WHAT'S THE POINT OF CONFERENCE?

Tribune leader, 11 October 1991

To be sure, the defence spending cuts motion passed last Thursday by Labour conference was poorly drafted and vague – but then so were most of the motions debated last week. And, to be sure, there is something rather absurd about the way Labour con­ference makes decisions, with frantic lobbying of union delegations behind the scenes counting for more than the debate itself.

But the fact remains that Labour conference did de­cide last week to advocate cutting British defence spending to the west European average, and it is per­fectly reasonable to ask how the Labour leadership can dismiss that decision in such a cavalier fashion. After all, it is perfectly happy to accept the legitimacy of con­ference decisions when they go its way, however am­biguously worded the motions. If conference decisions are acceptable only when they are in tune with leader­ship thinking, the notion that conference is there to de­cide policy becomes meaningless.

Labour's leaders must learn that they have to take the rough with the smooth. If they are worried about the ambiguity of the motion, they should be looking at ways of ironing out the ambiguity, not announcing that they will ignore the conference vote when drawing up the manifesto.

Alternative economics

If there is an alternative to the pro-austerity Euro-social-democracy currently advocated by Labour, it is not the package on offer from the group of left-wing economists, trade unionists and politicians which was advertised in Tribune a fortnight ago and is en­dorsed by Ken Livingstone this week.

Much of what they say is unexceptionable: on training, low pay, defence diversification and international economic co-operation, the differences with Labour policy are of degree rather than of kind. Where they part company is in advocating devaluation, exchange controls and nationalisation – the meat and potatoes of the Alternative Economic Strategy of the seventies minus the import controls.

The problems with all this are multiple, but the most important is that there is no reason to believe that an essentially national economic programme can possibly work for a medium-sized country in the modern world. Capital is increasingly mobile and the main effect of Britain attempting to carry out a national alternative economic strategy would simply be to scare it away.

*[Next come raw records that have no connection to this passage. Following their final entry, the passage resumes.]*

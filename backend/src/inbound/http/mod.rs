//! HTTP inbound adapter exposing REST endpoints.

pub mod auth;
pub mod error;
pub mod health;
pub mod locations;
pub mod schemas;
pub mod session;
pub mod state;
#[cfg(test)]
pub mod test_utils;
pub(crate) mod validation;
pub mod weather;

pub use error::ApiResult;
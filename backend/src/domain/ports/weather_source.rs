//! Driven port for the upstream weather provider.
//!
//! Adapters translate every transport or provider failure into one of the
//! four [`WeatherSourceError`] kinds; nothing else crosses this boundary.

use async_trait::async_trait;

use super::define_port_error;
use crate::domain::{City, ForecastSnapshot, WeatherSnapshot};

define_port_error! {
    /// Typed weather API error carrying an HTTP-style status and a public
    /// message. `Display` renders the public message.
    pub enum WeatherSourceError {
        /// Provider does not know the city.
        NotFound { city: String } => "City '{city}' not found",
        /// Provider answered with a 5xx; `detail` is for logs only.
        UpstreamUnavailable { detail: String } =>
            "Weather service temporarily unavailable",
        /// Provider rejected the request with another non-success status.
        UpstreamRejected { status: u16, message: String } => "{message}",
        /// No usable response reached the client; `detail` is for logs only.
        TransportFailure { detail: String } => "Unexpected error occurred",
    }
}

impl WeatherSourceError {
    /// HTTP-style status surfaced to callers.
    ///
    /// # Examples
    /// ```
    /// use weather_gateway::domain::ports::WeatherSourceError;
    ///
    /// assert_eq!(WeatherSourceError::not_found("Atlantis").status(), 404);
    /// assert_eq!(WeatherSourceError::upstream_unavailable("boom").status(), 502);
    /// ```
    pub fn status(&self) -> u16 {
        match self {
            Self::NotFound { .. } => 404,
            Self::UpstreamUnavailable { .. } => 502,
            Self::UpstreamRejected { status, .. } => *status,
            Self::TransportFailure { .. } => 500,
        }
    }

    /// Message safe to show to end users.
    pub fn public_message(&self) -> String {
        self.to_string()
    }
}

/// Port fetching current weather and forecasts for a city.
#[cfg_attr(test, mockall::automock)]
#[async_trait]
pub trait WeatherSource: Send + Sync {
    /// Fetch current conditions with one upstream request.
    async fn fetch_current(&self, city: &City) -> Result<WeatherSnapshot, WeatherSourceError>;

    /// Fetch the forecast with one upstream request.
    async fn fetch_forecast(&self, city: &City) -> Result<ForecastSnapshot, WeatherSourceError>;
}

/// Fixture source that knows no cities.
#[derive(Debug, Clone, Copy, Default)]
pub struct FixtureWeatherSource;

#[async_trait]
impl WeatherSource for FixtureWeatherSource {
    async fn fetch_current(&self, city: &City) -> Result<WeatherSnapshot, WeatherSourceError> {
        Err(WeatherSourceError::not_found(city.as_str()))
    }

    async fn fetch_forecast(&self, city: &City) -> Result<ForecastSnapshot, WeatherSourceError> {
        Err(WeatherSourceError::not_found(city.as_str()))
    }
}
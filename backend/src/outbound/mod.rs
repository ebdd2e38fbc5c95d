//! Outbound adapters implementing domain ports for external infrastructure.
//!
//! - **cache**: Redis and in-memory implementations of `WeatherCache`
//! - **openweather**: reqwest client implementing `WeatherSource`
//! - **password**: Argon2id implementation of `PasswordHasher`
//! - **persistence**: Diesel repositories for favourite locations and accounts
//!
//! Adapters translate between domain types and infrastructure
//! representations and hold no business rules.

pub mod cache;
pub mod openweather;
pub mod password;
pub mod persistence;
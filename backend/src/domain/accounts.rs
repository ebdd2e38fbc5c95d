//! Signup and login for the accounts that own favourite locations.

use std::sync::Arc;

use serde::{Deserialize, Serialize};
use tracing::{error, info, warn};
use utoipa::ToSchema;

use super::ports::{
    NewUserAccount, PasswordHasher, PasswordHasherError, UserAccount, UserAccountRepository,
    UserAccountRepositoryError,
};
use super::{EmailAddress, Error, LoginCredentials, SignupDetails, UserId};

const EMAIL_TAKEN: &str = "Email is already registered";
const BAD_CREDENTIALS: &str = "Invalid email or password";

/// Public view of an account.
#[derive(Debug, Clone, PartialEq, Eq, Serialize, Deserialize, ToSchema)]
#[serde(rename_all = "camelCase")]
pub struct AccountProfile {
    #[schema(value_type = String, example = "3fa85f64-5717-4562-b3fc-2c963f66afa6")]
    pub id: UserId,
    #[schema(value_type = String, example = "ada@example.com")]
    pub email: EmailAddress,
    #[schema(example = "Ada Lovelace")]
    pub name: String,
}

impl From<UserAccount> for AccountProfile {
    fn from(account: UserAccount) -> Self {
        Self {
            id: account.id,
            email: account.email,
            name: account.name,
        }
    }
}

/// Application service registering and authenticating accounts.
pub struct AccountService {
    accounts: Arc<dyn UserAccountRepository>,
    hasher: Arc<dyn PasswordHasher>,
}

impl AccountService {
    pub fn new(accounts: Arc<dyn UserAccountRepository>, hasher: Arc<dyn PasswordHasher>) -> Self {
        Self { accounts, hasher }
    }

    /// Register a new account.
    ///
    /// Fails with `409 Email is already registered` when the email is taken,
    /// including when a concurrent signup wins the race.
    pub async fn signup(&self, details: &SignupDetails) -> Result<AccountProfile, Error> {
        const FAILED: &str = "Could not register account";

        let existing = self
            .accounts
            .find_by_email(details.email())
            .await
            .map_err(|err| map_repository_error(err, FAILED))?;
        if existing.is_some() {
            warn!(email = %details.email(), "signup for registered email");
            return Err(Error::conflict(EMAIL_TAKEN));
        }

        let password_hash = self
            .hasher
            .hash(details.password())
            .await
            .map_err(|err| map_hasher_error(&err, FAILED))?;
        let account = NewUserAccount {
            id: UserId::random(),
            email: details.email().clone(),
            name: details.name().to_owned(),
            password_hash,
        };

        let stored = self
            .accounts
            .insert(&account)
            .await
            .map_err(|err| match err {
                UserAccountRepositoryError::Duplicate => Error::conflict(EMAIL_TAKEN),
                other => map_repository_error(other, FAILED),
            })?;
        info!(user_id = %stored.id, "account registered");
        Ok(stored.into())
    }

    /// Check credentials and return the account's id.
    ///
    /// Unknown emails and wrong passwords fail alike with
    /// `401 Invalid email or password`.
    pub async fn login(&self, credentials: &LoginCredentials) -> Result<UserId, Error> {
        const FAILED: &str = "Could not log in";

        let account = self
            .accounts
            .find_by_email(credentials.email())
            .await
            .map_err(|err| map_repository_error(err, FAILED))?
            .ok_or_else(|| {
                warn!(email = %credentials.email(), "login for unknown email");
                Error::unauthorized(BAD_CREDENTIALS)
            })?;

        let matches = self
            .hasher
            .verify(credentials.password(), &account.password_hash)
            .await
            .map_err(|err| map_hasher_error(&err, FAILED))?;
        if !matches {
            warn!(user_id = %account.id, "login with wrong password");
            return Err(Error::unauthorized(BAD_CREDENTIALS));
        }
        Ok(account.id)
    }
}

fn map_repository_error(err: UserAccountRepositoryError, message: &str) -> Error {
    error!(error = %err, "user account repository failure");
    match err {
        UserAccountRepositoryError::Connection { .. } => Error::service_unavailable(message),
        _ => Error::internal(message),
    }
}

fn map_hasher_error(err: &PasswordHasherError, message: &str) -> Error {
    error!(error = %err, "password hasher failure");
    Error::internal(message)
}
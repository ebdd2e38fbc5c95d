//! Identity of the account owning favourite locations.
//!
//! Login stores this identifier in the session cookie.

use std::fmt;

use serde::{Deserialize, Serialize};
use thiserror::Error;
use uuid::Uuid;

#[derive(Debug, Clone, PartialEq, Eq, Error)]
pub enum UserIdValidationError {
    #[error("user id must not be empty")]
    Empty,
    #[error("user id must be a valid UUID")]
    Invalid,
}

/// Stable user identifier stored as a UUID.
#[derive(Debug, Clone, Copy, PartialEq, Eq, Hash, Serialize, Deserialize)]
#[serde(try_from = "String", into = "String")]
pub struct UserId(Uuid);

impl UserId {
    /// Parse a [`UserId`] from its hyphenated textual form.
    pub fn new(id: impl AsRef<str>) -> Result<Self, UserIdValidationError> {
        let raw = id.as_ref();
        if raw.is_empty() {
            return Err(UserIdValidationError::Empty);
        }
        if raw.trim() != raw {
            return Err(UserIdValidationError::Invalid);
        }
        Uuid::parse_str(raw)
            .map(Self)
            .map_err(|_| UserIdValidationError::Invalid)
    }

    pub fn from_uuid(uuid: Uuid) -> Self {
        Self(uuid)
    }

    /// Generate a new random [`UserId`].
    pub fn random() -> Self {
        Self(Uuid::new_v4())
    }

    pub fn as_uuid(&self) -> &Uuid {
        &self.0
    }
}

impl fmt::Display for UserId {
    fn fmt(&self, f: &mut fmt::Formatter<'_>) -> fmt::Result {
        write!(f, "{}", self.0)
    }
}

impl From<UserId> for String {
    fn from(value: UserId) -> Self {
        value.0.to_string()
    }
}

impl TryFrom<String> for UserId {
    type Error = UserIdValidationError;

    fn try_from(value: String) -> Result<Self, Self::Error> {
        Self::new(value)
    }
}
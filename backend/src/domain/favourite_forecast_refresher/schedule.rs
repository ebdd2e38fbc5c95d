//! Recurring timer driving the forecast refresher.

use std::future::Future;
use std::sync::Arc;
use std::time::Duration;

use thiserror::Error;
use tokio::time::{Instant, MissedTickBehavior, interval_at};
use tracing::{error, info};

use super::FavouriteForecastRefresher;
use crate::domain::TraceId;

/// Runs fire every three hours by default.
pub const DEFAULT_REFRESH_INTERVAL: Duration = Duration::from_secs(3 * 60 * 60);

#[derive(Debug, Clone, PartialEq, Eq, Error)]
pub enum RefreshScheduleError {
    #[error("refresh interval must be greater than zero")]
    ZeroInterval,
}

/// Period between refresh runs. Always non-zero.
#[derive(Debug, Clone, Copy, PartialEq, Eq)]
pub struct RefreshSchedule {
    interval: Duration,
}

impl RefreshSchedule {
    pub fn new(interval: Duration) -> Result<Self, RefreshScheduleError> {
        if interval.is_zero() {
            return Err(RefreshScheduleError::ZeroInterval);
        }
        Ok(Self { interval })
    }

    pub fn interval(&self) -> Duration {
        self.interval
    }
}

impl Default for RefreshSchedule {
    fn default() -> Self {
        Self {
            interval: DEFAULT_REFRESH_INTERVAL,
        }
    }
}

/// Drive `refresher` on `schedule` until `shutdown` resolves.
///
/// The first run happens one interval after start. Runs are awaited in place,
/// so a run that outlasts the interval delays the next one instead of
/// overlapping it. A run in progress completes before shutdown is observed.
pub async fn run_refresh_schedule<F>(
    refresher: Arc<FavouriteForecastRefresher>,
    schedule: RefreshSchedule,
    shutdown: F,
) where
    F: Future<Output = ()>,
{
    let mut ticker = interval_at(Instant::now() + schedule.interval, schedule.interval);
    ticker.set_missed_tick_behavior(MissedTickBehavior::Delay);
    tokio::pin!(shutdown);

    info!(
        interval_secs = schedule.interval.as_secs(),
        "forecast refresh schedule started"
    );
    loop {
        tokio::select! {
            biased;
            () = &mut shutdown => break,
            _ = ticker.tick() => {
                let trace_id = TraceId::generate();
                if let Err(err) = TraceId::scope(trace_id, refresher.run_once()).await {
                    error!(error = %err, %trace_id, "scheduled forecast refresh failed");
                }
            }
        }
    }
    info!("forecast refresh schedule stopped");
}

Instead of putting forward a nostalgic vision of plucky little socialist Britain standing alone, possibly outside the exchange rate mechanism of the European Monetary System, the left should be exploring the pos­sibilities for European alternative economic strategies. The fact that this task is more demanding intellectual­ly than recycling yesterday's panaceas is no reason to shirk it.


New technology at last

This is the first issue of Tribune to be produced entirely on desktop publishing equipment. Our thanks to everyone who made it possible by giving generously to our appeal. Tribune will be back to 12 pages a week just as soon as we have mastered the new kit – which should be before the end of the year.